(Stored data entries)

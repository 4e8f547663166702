use serde::{Deserialize, Serialize};
use std::collections::HashMap;
use uuid::Uuid;

/// Plugin property that, when present, overrides the gateway error code as the raw decline code.
pub const PROCESSOR_RESPONSE_PROPERTY: &str = "processorResponse";

#[derive(Debug, Clone, Copy, PartialEq, Eq, Serialize, Deserialize)]
#[serde(rename_all = "SCREAMING_SNAKE_CASE")]
pub enum TransactionType {
    Authorize,
    Purchase,
    Capture,
    Void,
    Refund,
    Credit,
    Chargeback,
}

impl TransactionType {
    pub fn parse(s: &str) -> Option<Self> {
        match s.to_uppercase().as_str() {
            "AUTHORIZE" => Some(TransactionType::Authorize),
            "PURCHASE" => Some(TransactionType::Purchase),
            "CAPTURE" => Some(TransactionType::Capture),
            "VOID" => Some(TransactionType::Void),
            "REFUND" => Some(TransactionType::Refund),
            "CREDIT" => Some(TransactionType::Credit),
            "CHARGEBACK" => Some(TransactionType::Chargeback),
            _ => None,
        }
    }
}

#[derive(Debug, Clone, Copy, PartialEq, Eq, Serialize, Deserialize)]
#[serde(rename_all = "SCREAMING_SNAKE_CASE")]
pub enum TransactionStatus {
    Success,
    Pending,
    PaymentFailure,
    PluginFailure,
    Unknown,
}

impl TransactionStatus {
    pub fn parse(s: &str) -> Self {
        match s.to_uppercase().as_str() {
            "SUCCESS" => TransactionStatus::Success,
            "PENDING" => TransactionStatus::Pending,
            "PAYMENT_FAILURE" => TransactionStatus::PaymentFailure,
            "PLUGIN_FAILURE" => TransactionStatus::PluginFailure,
            _ => TransactionStatus::Unknown,
        }
    }
}

/// What the payment plugin reported back for a transaction.
#[derive(Debug, Clone, Default, PartialEq, Eq, Serialize, Deserialize)]
pub struct TransactionPluginInfo {
    pub gateway_error_code: Option<String>,
    pub gateway_error: Option<String>,
    pub properties: HashMap<String, String>,
}

impl TransactionPluginInfo {
    pub fn raw_error_code(&self) -> Option<&str> {
        self.properties
            .get(PROCESSOR_RESPONSE_PROPERTY)
            .map(String::as_str)
            .or(self.gateway_error_code.as_deref())
    }

    pub fn raw_error_message(&self) -> Option<&str> {
        self.gateway_error.as_deref()
    }
}

#[derive(Debug, Clone, PartialEq, Eq, Serialize, Deserialize)]
pub struct PaymentTransaction {
    pub transaction_id: Uuid,
    pub external_key: String,
    pub transaction_type: TransactionType,
    pub status: TransactionStatus,
    pub gateway_error_code: Option<String>,
    pub gateway_error_msg: Option<String>,
    pub plugin_info: Option<TransactionPluginInfo>,
}

#[derive(Debug, Clone, PartialEq, Eq, Serialize, Deserialize)]
pub struct Payment {
    pub payment_id: Uuid,
    pub external_key: String,
    pub account_id: Uuid,
    pub payment_method_id: Uuid,
    pub auth_amount_minor: Option<i64>,
    pub is_auth_voided: bool,
    /// Chronological.
    pub transactions: Vec<PaymentTransaction>,
}

#[derive(Debug, Clone, PartialEq, Eq, Serialize, Deserialize)]
pub struct PaymentMethodRecord {
    pub payment_method_id: Uuid,
    pub plugin_name: String,
}

/// Picks the authorization to classify for `payment_method_id` out of an account's
/// chronologically ordered payments.
///
/// Only the last payment made with that payment method counts. A non-zero auth amount or a
/// voided auth on it means the previous authorization went through, so there is nothing to
/// classify. Otherwise the last transaction that is either an authorization or a payment
/// failure is returned.
pub fn last_failed_authorization(
    payments: &[Payment],
    payment_method_id: Uuid,
) -> Option<&PaymentTransaction> {
    let last_payment = payments
        .iter()
        .rev()
        .find(|p| p.payment_method_id == payment_method_id)?;

    let auth_succeeded = last_payment.auth_amount_minor.is_some_and(|a| a != 0);
    if auth_succeeded || last_payment.is_auth_voided {
        return None;
    }

    last_payment
        .transactions
        .iter()
        .rev()
        .find(|t| {
            t.transaction_type == TransactionType::Authorize
                || t.status == TransactionStatus::PaymentFailure
        })
}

== Exercise details ==
Please copy out each line of the data in which the word "Refund" occurs.

== Completed exercise ==
    Refund,
            "REFUND" => Some(TransactionType::Refund),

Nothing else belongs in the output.